Taylor Bright (born July 4, 1993) is a musical artist, songwriter and actress, who gained notoriety through a viral online video she released while still in high school for her song "Striped Socks".

The song was remixed and landed on the Billboard chart for Dance Club music.  Bright is continuing to pursue music and acting while attending college at Brown University.

Bright grew up in Philadelphia, and has been involved in various performing arts.  Bright began performing on stage and earned a role in the 30th Anniversary National Tour of Annie at the age of 12.

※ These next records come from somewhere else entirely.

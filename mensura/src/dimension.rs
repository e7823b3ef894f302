//! Dimensional analysis types
//!
//! Every unit reduces to a 7-element vector of integer exponents over
//! the SI base dimensions:
//! [length, mass, time, current, temperature, amount, luminosity]

use serde::{Deserialize, Serialize};
use std::fmt;

/// Slot indices of the 7 SI base dimensions
pub const LENGTH: usize = 0;
pub const MASS: usize = 1;
pub const TIME: usize = 2;
pub const CURRENT: usize = 3;
pub const TEMPERATURE: usize = 4;
pub const AMOUNT: usize = 5;
pub const LUMINOSITY: usize = 6;

/// The dimension signature of a unit, as exponents of the 7 SI base
/// dimensions. Two units are convertible iff their signatures match.
#[derive(Debug, Clone, Copy, PartialEq, Eq, Hash, Serialize, Deserialize)]
pub struct Dimension {
    /// [length, mass, time, current, temperature, amount, luminosity]
    pub exponents: [i32; 7],
}

impl Dimension {
    /// All exponents zero: pure numbers, angles, data sizes
    pub const DIMENSIONLESS: Dimension = Dimension { exponents: [0, 0, 0, 0, 0, 0, 0] };

    pub const LENGTH: Dimension = Dimension { exponents: [1, 0, 0, 0, 0, 0, 0] };
    pub const MASS: Dimension = Dimension { exponents: [0, 1, 0, 0, 0, 0, 0] };
    pub const TIME: Dimension = Dimension { exponents: [0, 0, 1, 0, 0, 0, 0] };
    pub const CURRENT: Dimension = Dimension { exponents: [0, 0, 0, 1, 0, 0, 0] };
    pub const TEMPERATURE: Dimension = Dimension { exponents: [0, 0, 0, 0, 1, 0, 0] };
    pub const AMOUNT: Dimension = Dimension { exponents: [0, 0, 0, 0, 0, 1, 0] };
    pub const LUMINOSITY: Dimension = Dimension { exponents: [0, 0, 0, 0, 0, 0, 1] };

    pub const AREA: Dimension = Dimension { exponents: [2, 0, 0, 0, 0, 0, 0] };
    pub const VOLUME: Dimension = Dimension { exponents: [3, 0, 0, 0, 0, 0, 0] };
    pub const VELOCITY: Dimension = Dimension { exponents: [1, 0, -1, 0, 0, 0, 0] };
    pub const ACCELERATION: Dimension = Dimension { exponents: [1, 0, -2, 0, 0, 0, 0] };
    pub const FREQUENCY: Dimension = Dimension { exponents: [0, 0, -1, 0, 0, 0, 0] };
    pub const FORCE: Dimension = Dimension { exponents: [1, 1, -2, 0, 0, 0, 0] };
    /// Torque shares the energy signature
    pub const ENERGY: Dimension = Dimension { exponents: [2, 1, -2, 0, 0, 0, 0] };
    pub const POWER: Dimension = Dimension { exponents: [2, 1, -3, 0, 0, 0, 0] };
    pub const PRESSURE: Dimension = Dimension { exponents: [-1, 1, -2, 0, 0, 0, 0] };
    /// Pressure per length: the H2O/Hg/O2 column bases
    pub const PRESSURE_GRADIENT: Dimension = Dimension { exponents: [-2, 1, -2, 0, 0, 0, 0] };
    pub const DYNAMIC_VISCOSITY: Dimension = Dimension { exponents: [-1, 1, -1, 0, 0, 0, 0] };
    pub const KINEMATIC_VISCOSITY: Dimension = Dimension { exponents: [2, 0, -1, 0, 0, 0, 0] };
    /// Angular momentum
    pub const SPIN: Dimension = Dimension { exponents: [2, 1, -1, 0, 0, 0, 0] };
    pub const DENSITY: Dimension = Dimension { exponents: [-3, 1, 0, 0, 0, 0, 0] };

    pub const CHARGE: Dimension = Dimension { exponents: [0, 0, 1, 1, 0, 0, 0] };
    pub const VOLTAGE: Dimension = Dimension { exponents: [2, 1, -3, -1, 0, 0, 0] };
    pub const RESISTANCE: Dimension = Dimension { exponents: [2, 1, -3, -2, 0, 0, 0] };
    pub const CONDUCTANCE: Dimension = Dimension { exponents: [-2, -1, 3, 2, 0, 0, 0] };
    pub const CAPACITANCE: Dimension = Dimension { exponents: [-2, -1, 4, 2, 0, 0, 0] };
    pub const INDUCTANCE: Dimension = Dimension { exponents: [2, 1, -2, -2, 0, 0, 0] };
    pub const MAGNETIC_FLUX: Dimension = Dimension { exponents: [2, 1, -2, -1, 0, 0, 0] };
    pub const MAGNETIC_FLUX_DENSITY: Dimension = Dimension { exponents: [0, 1, -2, -1, 0, 0, 0] };

    /// Absorbed dose and dose equivalent (Gy, Sv)
    pub const DOSE: Dimension = Dimension { exponents: [2, 0, -2, 0, 0, 0, 0] };
    pub const CATALYTIC_ACTIVITY: Dimension = Dimension { exponents: [0, 0, -1, 0, 0, 1, 0] };
    pub const LUMINANCE: Dimension = Dimension { exponents: [-2, 0, 0, 0, 0, 0, 1] };
    /// Illuminance and luminous flux collapse onto luminosity slots
    pub const ILLUMINANCE: Dimension = Dimension { exponents: [-2, 0, 0, 0, 0, 0, 1] };
    pub const MOLAR_FLUX: Dimension = Dimension { exponents: [-2, 0, -1, 0, 0, 1, 0] };

    pub fn new(exponents: [i32; 7]) -> Self {
        Dimension { exponents }
    }

    /// Basis vector for one of the 7 slots
    pub fn basis(slot: usize) -> Self {
        let mut exponents = [0i32; 7];
        exponents[slot] = 1;
        Dimension { exponents }
    }

    pub fn is_dimensionless(&self) -> bool {
        self.exponents.iter().all(|&e| e == 0)
    }

    /// Unit multiplication adds exponents componentwise
    pub fn multiply(&self, other: &Dimension) -> Dimension {
        let mut result = [0i32; 7];
        for i in 0..7 {
            result[i] = self.exponents[i] + other.exponents[i];
        }
        Dimension { exponents: result }
    }

    /// Unit division subtracts exponents componentwise
    pub fn divide(&self, other: &Dimension) -> Dimension {
        let mut result = [0i32; 7];
        for i in 0..7 {
            result[i] = self.exponents[i] - other.exponents[i];
        }
        Dimension { exponents: result }
    }

    /// Integer power scales every exponent
    pub fn power(&self, exp: i32) -> Dimension {
        let mut result = [0i32; 7];
        for i in 0..7 {
            result[i] = self.exponents[i] * exp;
        }
        Dimension { exponents: result }
    }

    pub fn invert(&self) -> Dimension {
        self.power(-1)
    }

    /// True when every exponent is even (sqrt is well defined)
    pub fn is_even(&self) -> bool {
        self.exponents.iter().all(|&e| e % 2 == 0)
    }

    /// Halve every exponent; only meaningful after `is_even`
    pub fn halve(&self) -> Dimension {
        let mut result = [0i32; 7];
        for i in 0..7 {
            result[i] = self.exponents[i] / 2;
        }
        Dimension { exponents: result }
    }

    /// Name of the signature when it matches a common quantity
    pub fn name(&self) -> Option<&'static str> {
        match self.exponents {
            [0, 0, 0, 0, 0, 0, 0] => Some("dimensionless"),
            [1, 0, 0, 0, 0, 0, 0] => Some("length"),
            [0, 1, 0, 0, 0, 0, 0] => Some("mass"),
            [0, 0, 1, 0, 0, 0, 0] => Some("time"),
            [0, 0, 0, 1, 0, 0, 0] => Some("current"),
            [0, 0, 0, 0, 1, 0, 0] => Some("temperature"),
            [0, 0, 0, 0, 0, 1, 0] => Some("amount"),
            [0, 0, 0, 0, 0, 0, 1] => Some("luminosity"),
            [2, 0, 0, 0, 0, 0, 0] => Some("area"),
            [3, 0, 0, 0, 0, 0, 0] => Some("volume"),
            [1, 0, -1, 0, 0, 0, 0] => Some("velocity"),
            [1, 0, -2, 0, 0, 0, 0] => Some("acceleration"),
            [0, 0, -1, 0, 0, 0, 0] => Some("frequency"),
            [1, 1, -2, 0, 0, 0, 0] => Some("force"),
            [2, 1, -2, 0, 0, 0, 0] => Some("energy"),
            [2, 1, -3, 0, 0, 0, 0] => Some("power"),
            [-1, 1, -2, 0, 0, 0, 0] => Some("pressure"),
            [-1, 1, -1, 0, 0, 0, 0] => Some("dynamic viscosity"),
            [2, 0, -1, 0, 0, 0, 0] => Some("kinematic viscosity"),
            _ => None,
        }
    }
}

impl fmt::Display for Dimension {
    fn fmt(&self, f: &mut fmt::Formatter<'_>) -> fmt::Result {
        let names = ["L", "M", "T", "I", "Θ", "N", "J"];
        let mut parts = Vec::new();

        for (i, &exp) in self.exponents.iter().enumerate() {
            if exp != 0 {
                if exp == 1 {
                    parts.push(names[i].to_string());
                } else {
                    parts.push(format!("{}^{}", names[i], exp));
                }
            }
        }

        if parts.is_empty() {
            write!(f, "1")
        } else {
            write!(f, "{}", parts.join(" "))
        }
    }
}

impl Default for Dimension {
    fn default() -> Self {
        Self::DIMENSIONLESS
    }
}

#[cfg(test)]
mod tests {
    use super::*;

    #[test]
    fn dimensionless() {
        assert!(Dimension::DIMENSIONLESS.is_dimensionless());
        assert!(!Dimension::LENGTH.is_dimensionless());
    }

    #[test]
    fn basis_vectors() {
        assert_eq!(Dimension::basis(LENGTH), Dimension::LENGTH);
        assert_eq!(Dimension::basis(LUMINOSITY), Dimension::LUMINOSITY);
    }

    #[test]
    fn multiply_and_divide() {
        let velocity = Dimension::LENGTH.divide(&Dimension::TIME);
        assert_eq!(velocity, Dimension::VELOCITY);

        let force = Dimension::MASS.multiply(&Dimension::ACCELERATION);
        assert_eq!(force, Dimension::FORCE);
    }

    #[test]
    fn power_and_invert() {
        assert_eq!(Dimension::LENGTH.power(2), Dimension::AREA);
        assert_eq!(Dimension::TIME.invert(), Dimension::FREQUENCY);
        assert_eq!(Dimension::AREA.power(0), Dimension::DIMENSIONLESS);
    }

    #[test]
    fn halving() {
        assert!(Dimension::AREA.is_even());
        assert_eq!(Dimension::AREA.halve(), Dimension::LENGTH);
        assert!(!Dimension::VOLUME.is_even());
    }

    #[test]
    fn column_base_composes_to_pressure() {
        let pressure = Dimension::PRESSURE_GRADIENT.multiply(&Dimension::LENGTH);
        assert_eq!(pressure, Dimension::PRESSURE);
    }

    #[test]
    fn display() {
        assert_eq!(format!("{}", Dimension::DIMENSIONLESS), "1");
        assert_eq!(format!("{}", Dimension::LENGTH), "L");
        assert_eq!(format!("{}", Dimension::VELOCITY), "L T^-1");
        assert_eq!(format!("{}", Dimension::FORCE), "L M T^-2");
    }
}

Once she began performing, Bright developed an interest in making pop music and wrote her first song at the age of 10.  Bright's homemade video for "Striped Socks" garnered her international fame at the age of 15.

Bright was then contacted by DJ Mike Rizzo, who remixed the song.  Rizzo’s version climbed the Billboard Dance Club Play Top 50 chart all the way to No. 29, and spent 11 weeks on the chart.

Bright is pursuing music and acting in Los Angeles while continuing her studies.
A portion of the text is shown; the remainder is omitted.